PROMPT – Between the line containing "async fn test_unknown_structured_command_has_no_reply()" and the line containing "async fn test_failure_before_reply_sends_one_reply()" lies a run of lines; give that run again exactly, with both of those lines, and nothing else from the entries below.

DATA SUPPLIED –

◇ ◇ ◇ ◇ ◇

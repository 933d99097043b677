mod common;

use async_trait::async_trait;
use common::{Harness, RecordingMessenger, Sent};
use herald::{
    dispatch::ERROR_REPLY,
    platform::{InboundEvent, IncomingMessage, Reply, SlashInvocation, User},
    Denial, DispatchOutcome, Dispatcher, EventListener, HandlerCatalog, HandlerResult,
    InteractionContext, MessageContext, MessageHandler, PermissionSet, SlashHandler,
};
use pretty_assertions::assert_eq;
use serde_json::{json, Value};
use std::sync::{
    atomic::{AtomicUsize, Ordering},
    Arc,
};

struct Echo;

#[async_trait]
impl MessageHandler for Echo {
    async fn invoke(&self, ctx: &MessageContext, args: &[String]) -> HandlerResult {
        ctx.reply(&format!("echo: {}", args.join(","))).await?;
        Ok(())
    }
}

struct Acknowledge;

#[async_trait]
impl SlashHandler for Acknowledge {
    async fn invoke(&self, ctx: &InteractionContext) -> HandlerResult {
        ctx.reply(Reply::ephemeral("ok")).await?;
        Ok(())
    }
}

struct FailAfterReply;

#[async_trait]
impl SlashHandler for FailAfterReply {
    async fn invoke(&self, ctx: &InteractionContext) -> HandlerResult {
        ctx.reply(Reply::text("working on it")).await?;
        anyhow::bail!("database unavailable")
    }
}

struct FailAfterDefer;

#[async_trait]
impl SlashHandler for FailAfterDefer {
    async fn invoke(&self, ctx: &InteractionContext) -> HandlerResult {
        ctx.defer(true).await?;
        anyhow::bail!("upstream timed out")
    }
}

struct FailImmediately;

#[async_trait]
impl SlashHandler for FailImmediately {
    async fn invoke(&self, _ctx: &InteractionContext) -> HandlerResult {
        anyhow::bail!("nothing works")
    }
}

struct Panics;

#[async_trait]
impl SlashHandler for Panics {
    async fn invoke(&self, ctx: &InteractionContext) -> HandlerResult {
        if ctx.user().id.is_empty() {
            return Ok(());
        }
        panic!("handler bug");
    }
}

#[derive(Default)]
struct CountEvents(Arc<AtomicUsize>);

#[async_trait]
impl EventListener for CountEvents {
    async fn handle(&self, _event: &str, _payload: &Value) -> HandlerResult {
        self.0.fetch_add(1, Ordering::SeqCst);
        Ok(())
    }
}

fn catalog(events: CountEvents) -> HandlerCatalog {
    let mut catalog = HandlerCatalog::new();
    catalog
        .register_message("echo", Echo)
        .register_slash("ack", Acknowledge)
        .register_slash("fail-after-reply", FailAfterReply)
        .register_slash("fail-after-defer", FailAfterDefer)
        .register_slash("fail", FailImmediately)
        .register_slash("panic", Panics)
        .register_listener("count", events);
    catalog
}

fn slash_record(name: &str, handler: &str, extra: Value) -> String {
    let mut record = json!({
        "data": { "name": name, "description": format!("{} command", name) },
        "handler": handler
    });
    if let (Some(record), Some(extra)) = (record.as_object_mut(), extra.as_object()) {
        record.extend(extra.clone());
    }
    record.to_string()
}

async fn harness() -> (Harness, Arc<AtomicUsize>) {
    let events = Arc::new(AtomicUsize::new(0));
    let files = vec![
        (
            "message/echo.json".to_string(),
            json!({ "name": "echo", "aliases": ["e"], "handler": "echo" }).to_string(),
        ),
        (
            "slash/admin.json".to_string(),
            slash_record(
                "admin",
                "ack",
                json!({ "ownerOnly": true, "permissions": ["ManageGuild"] }),
            ),
        ),
        (
            "slash/moderate.json".to_string(),
            slash_record("moderate", "ack", json!({ "permissions": ["KickMembers"] })),
        ),
        (
            "slash/report.json".to_string(),
            slash_record("report", "fail-after-reply", json!({})),
        ),
        (
            "slash/deferred.json".to_string(),
            slash_record("deferred", "fail-after-defer", json!({})),
        ),
        (
            "slash/broken.json".to_string(),
            slash_record("broken", "fail", json!({})),
        ),
        (
            "slash/crash.json".to_string(),
            slash_record("crash", "panic", json!({})),
        ),
        (
            "events/ready.json".to_string(),
            json!({ "name": "ready", "once": true, "handler": "count" }).to_string(),
        ),
    ];
    let files: Vec<(&str, &str)> = files
        .iter()
        .map(|(path, contents)| (path.as_str(), contents.as_str()))
        .collect();
    (
        Harness::load(&files, catalog(CountEvents(events.clone()))).await,
        events,
    )
}

fn slash(id: &str, command: &str, user: &str, permissions: Option<&[&str]>) -> SlashInvocation {
    SlashInvocation {
        id: id.to_string(),
        command_name: command.to_string(),
        user: User::new(user),
        member_permissions: permissions.map(|p| p.iter().copied().collect::<PermissionSet>()),
        channel_id: Some("general".to_string()),
        options: Value::Null,
    }
}

fn message(content: &str, author: User) -> IncomingMessage {
    IncomingMessage {
        id: "m1".to_string(),
        channel_id: "general".to_string(),
        content: content.to_string(),
        author,
        member_permissions: None,
    }
}

#[tokio::test]
async fn test_ownership_denial_precedes_permission_denial() {
    let (harness, _) = harness().await;
    let messenger = RecordingMessenger::new();
    let dispatcher = Dispatcher::new(harness.context.clone(), messenger.clone());

    let outcome = dispatcher
        .handle_slash(slash("i1", "admin", "stranger", None))
        .await;
    assert_eq!(outcome, DispatchOutcome::Denied(Denial::OwnerOnly));
    assert_eq!(
        messenger.sent(),
        vec![Sent::Reply {
            id: "i1".to_string(),
            reply: Reply::ephemeral("This command is restricted to the bot owner."),
        }]
    );
    assert!(harness.context.cooldowns().is_empty());
}

#[tokio::test]
async fn test_permission_gate() {
    let (harness, _) = harness().await;
    let messenger = RecordingMessenger::new();
    let dispatcher = Dispatcher::new(harness.context.clone(), messenger.clone());

    let outcome = dispatcher
        .handle_slash(slash("i1", "moderate", "u1", Some(&["SendMessages"])))
        .await;
    assert_eq!(outcome, DispatchOutcome::Denied(Denial::MissingPermissions));

    let outcome = dispatcher
        .handle_slash(slash("i2", "moderate", "u1", None))
        .await;
    assert_eq!(outcome, DispatchOutcome::Denied(Denial::MissingPermissions));

    let outcome = dispatcher
        .handle_slash(slash("i3", "moderate", "u1", Some(&["KickMembers"])))
        .await;
    assert_eq!(outcome, DispatchOutcome::Completed);
    assert_eq!(
        messenger.replies_to("i1"),
        vec!["You do not have permission to use this command.".to_string()]
    );
    assert_eq!(messenger.replies_to("i3"), vec!["ok".to_string()]);
}

#[tokio::test]
async fn test_owner_passes_all_gates() {
    let (harness, _) = harness().await;
    let messenger = RecordingMessenger::new();
    let dispatcher = Dispatcher::new(harness.context.clone(), messenger.clone());

    let outcome = dispatcher
        .handle_slash(slash("i1", "admin", "owner", Some(&["ManageGuild"])))
        .await;
    assert_eq!(outcome, DispatchOutcome::Completed);
    assert_eq!(messenger.replies_to("i1"), vec!["ok".to_string()]);
}

#[tokio::test]
async fn test_prefixed_cooldown_is_shared_by_aliases() {
    let (harness, _) = harness().await;
    let messenger = RecordingMessenger::new();
    let dispatcher = Dispatcher::new(harness.context.clone(), messenger.clone());

    let first = dispatcher
        .handle_message(message("!e extra  args", User::new("u1")))
        .await;
    assert_eq!(first, DispatchOutcome::Completed);

    let second = dispatcher
        .handle_message(message("!echo again", User::new("u1")))
        .await;
    assert!(matches!(
        second,
        DispatchOutcome::Denied(Denial::Cooldown { .. })
    ));

    let other_user = dispatcher
        .handle_message(message("!echo hi", User::new("u2")))
        .await;
    assert_eq!(other_user, DispatchOutcome::Completed);

    assert_eq!(
        messenger.messages(),
        vec![
            "echo: extra,args".to_string(),
            "Please wait 3.0 seconds before reusing `echo`.".to_string(),
            "echo: hi".to_string(),
        ]
    );
}

#[tokio::test]
async fn test_messages_that_are_not_commands_are_ignored() {
    let (harness, _) = harness().await;
    let messenger = RecordingMessenger::new();
    let dispatcher = Dispatcher::new(harness.context.clone(), messenger.clone());

    let bot = User {
        id: "bot".to_string(),
        bot: true,
    };
    assert_eq!(
        dispatcher.handle_message(message("!echo hi", bot)).await,
        DispatchOutcome::Ignored
    );
    assert_eq!(
        dispatcher
            .handle_message(message("good morning", User::new("u1")))
            .await,
        DispatchOutcome::Ignored
    );
    assert!(messenger.sent().is_empty());
    assert!(harness.context.cooldowns().is_empty());
}

#[tokio::test]
async fn test_unknown_structured_command_has_no_reply() {
    let (harness, _) = harness().await;
    let messenger = RecordingMessenger::new();
    let dispatcher = Dispatcher::new(harness.context.clone(), messenger.clone());

    let outcome = dispatcher
        .handle_slash(slash("i1", "vanished", "u1", None))
        .await;
    assert_eq!(outcome, DispatchOutcome::Unresolved);
    assert!(messenger.sent().is_empty());
}

#[tokio::test]
async fn test_failure_after_reply_sends_one_follow_up() {
    let (harness, _) = harness().await;
    let messenger = RecordingMessenger::new();
    let dispatcher = Dispatcher::new(harness.context.clone(), messenger.clone());

    let outcome = dispatcher
        .handle_slash(slash("i1", "report", "u1", None))
        .await;
    assert_eq!(outcome, DispatchOutcome::Failed);
    assert_eq!(messenger.replies_to("i1"), vec!["working on it".to_string()]);
    assert_eq!(messenger.follow_ups_to("i1"), vec![ERROR_REPLY.to_string()]);
    assert_eq!(messenger.sent().len(), 2);
}

#[tokio::test]
async fn test_failure_after_defer_sends_one_follow_up() {
    let (harness, _) = harness().await;
    let messenger = RecordingMessenger::new();
    let dispatcher = Dispatcher::new(harness.context.clone(), messenger.clone());

    let outcome = dispatcher
        .handle_slash(slash("i1", "deferred", "u1", None))
        .await;
    assert_eq!(outcome, DispatchOutcome::Failed);
    assert!(messenger.replies_to("i1").is_empty());
    assert_eq!(messenger.follow_ups_to("i1"), vec![ERROR_REPLY.to_string()]);
}

#[tokio::test]
async fn test_failure_before_reply_sends_one_reply() {
    let (harness, _) = harness().await;
    let messenger = RecordingMessenger::new();
    let dispatcher = Dispatcher::new(harness.context.clone(), messenger.clone());

    let outcome = dispatcher
        .handle_slash(slash("i1", "broken", "u1", None))
        .await;
    assert_eq!(outcome, DispatchOutcome::Failed);
    assert_eq!(
        messenger.sent(),
        vec![Sent::Reply {
            id: "i1".to_string(),
            reply: Reply::ephemeral(ERROR_REPLY),
        }]
    );
}

#[tokio::test]
async fn test_panicking_handler_is_contained() {
    let (harness, _) = harness().await;
    let messenger = RecordingMessenger::new();
    let dispatcher = Dispatcher::new(harness.context.clone(), messenger.clone());

    let outcome = dispatcher
        .handle_slash(slash("i1", "crash", "u1", None))
        .await;
    assert_eq!(outcome, DispatchOutcome::Failed);
    assert_eq!(messenger.replies_to("i1"), vec![ERROR_REPLY.to_string()]);
}

#[tokio::test]
async fn test_platform_events_reach_listeners() {
    let (harness, events) = harness().await;
    let dispatcher = Dispatcher::new(harness.context.clone(), RecordingMessenger::new());

    for _ in 0..3 {
        let event: InboundEvent =
            serde_json::from_value(json!({ "type": "event", "name": "ready" })).unwrap();
        assert_eq!(dispatcher.dispatch(event).await, DispatchOutcome::Completed);
    }
    assert_eq!(events.load(Ordering::SeqCst), 1);
}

◇ ◇ ◇ ◇ ◇

FINISHED TASK –
async fn test_unknown_structured_command_has_no_reply() {
    let (harness, _) = harness().await;
    let messenger = RecordingMessenger::new();
    let dispatcher = Dispatcher::new(harness.context.clone(), messenger.clone());

    let outcome = dispatcher
        .handle_slash(slash("i1", "vanished", "u1", None))
        .await;
    assert_eq!(outcome, DispatchOutcome::Unresolved);
    assert!(messenger.sent().is_empty());
}

#[tokio::test]
async fn test_failure_after_reply_sends_one_follow_up() {
    let (harness, _) = harness().await;
    let messenger = RecordingMessenger::new();
    let dispatcher = Dispatcher::new(harness.context.clone(), messenger.clone());

    let outcome = dispatcher
        .handle_slash(slash("i1", "report", "u1", None))
        .await;
    assert_eq!(outcome, DispatchOutcome::Failed);
    assert_eq!(messenger.replies_to("i1"), vec!["working on it".to_string()]);
    assert_eq!(messenger.follow_ups_to("i1"), vec![ERROR_REPLY.to_string()]);
    assert_eq!(messenger.sent().len(), 2);
}

#[tokio::test]
async fn test_failure_after_defer_sends_one_follow_up() {
    let (harness, _) = harness().await;
    let messenger = RecordingMessenger::new();
    let dispatcher = Dispatcher::new(harness.context.clone(), messenger.clone());

    let outcome = dispatcher
        .handle_slash(slash("i1", "deferred", "u1", None))
        .await;
    assert_eq!(outcome, DispatchOutcome::Failed);
    assert!(messenger.replies_to("i1").is_empty());
    assert_eq!(messenger.follow_ups_to("i1"), vec![ERROR_REPLY.to_string()]);
}

#[tokio::test]
async fn test_failure_before_reply_sends_one_reply() {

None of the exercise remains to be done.